A couple friends of mine have become very enthusiastic about learning category theory (which I know at the level of category theory for the working mathematician), so I'm giving them lessons. One is a linguist and therefore quasi-mathy, the other studies ancient arabic poetry and has never previously been mathy, just became curious about set theory and category theory because they kept cropping up in philosophical discussions. The first session went really well, but there are a few points I need advice on
1) I know virtually nothing about language and very little about logic or philosophy, so my stock of examples is meager. I can only handwavily talk about categories of statements with arrows corresponding to implication so many times. I need lots of examples!

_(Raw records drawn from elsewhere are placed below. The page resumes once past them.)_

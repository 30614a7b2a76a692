use super::{Embedder, EmbeddingClientError};
use async_trait::async_trait;

/// Deterministic embedding client that hashes bytes into a normalized vector.
///
/// Useful for local development without a model runtime; identical text always maps to the
/// identical vector.
pub struct HashEmbedder {
    dimension: usize,
}

impl HashEmbedder {
    /// Construct a hashing embedder producing vectors of `dimension` floats.
    pub const fn new(dimension: usize) -> Self {
        Self { dimension }
    }

    fn encode(text: &str, dimension: usize) -> Vec<f32> {
        let mut embedding = vec![0.0_f32; dimension];

        if text.is_empty() {
            return embedding;
        }

        for (idx, byte) in text.bytes().enumerate() {
            let position = idx % dimension;
            embedding[position] += f32::from(byte) / 255.0;
        }

        let norm = embedding
            .iter()
            .map(|value| value * value)
            .sum::<f32>()
            .sqrt();

        if norm > 0.0 {
            for value in &mut embedding {
                *value /= norm;
            }
        }

        embedding
    }
}

#[async_trait]
impl Embedder for HashEmbedder {
    async fn embed_documents(
        &self,
        texts: Vec<String>,
    ) -> Result<Vec<Vec<f32>>, EmbeddingClientError> {
        if self.dimension == 0 {
            return Err(EmbeddingClientError::GenerationFailed(
                "embedding dimension must be greater than zero".to_string(),
            ));
        }

        tracing::trace!(inputs = texts.len(), dimension = self.dimension, "Hashing embeddings");
        Ok(texts
            .iter()
            .map(|text| Self::encode(text, self.dimension))
            .collect())
    }
}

2) It's hard to know what they'll be excited about. I tried introducing groups (as one object categories) and showed them the integers and the symmetries of the square as such, in hopes of being able to use Grp for future examples. That would have lifted the top of my head off as a math newbie. They thought the idea was alright but weren't enthused. On the other hand they lost their heads when I explained what a commutative diagram is. One pointed at my example and said "that. is. sexy." Things I will not even consider include completeness criteria, theory of monads and the set valued yoneda lemma. I think limits and colimits and adjointness will be really appealing to them. I am doubtful about representability. It would be nice to be able to show them things which are surprising to them, which might be difficult since they have so few mathematical preconceptions to ruin.
3) They wanted exercises. It seems unlikely to me that they'll actually do them, but on the off chance that they do, I'm not sure how to come up with ones that align with their interests when I haven't got any understanding of their interests.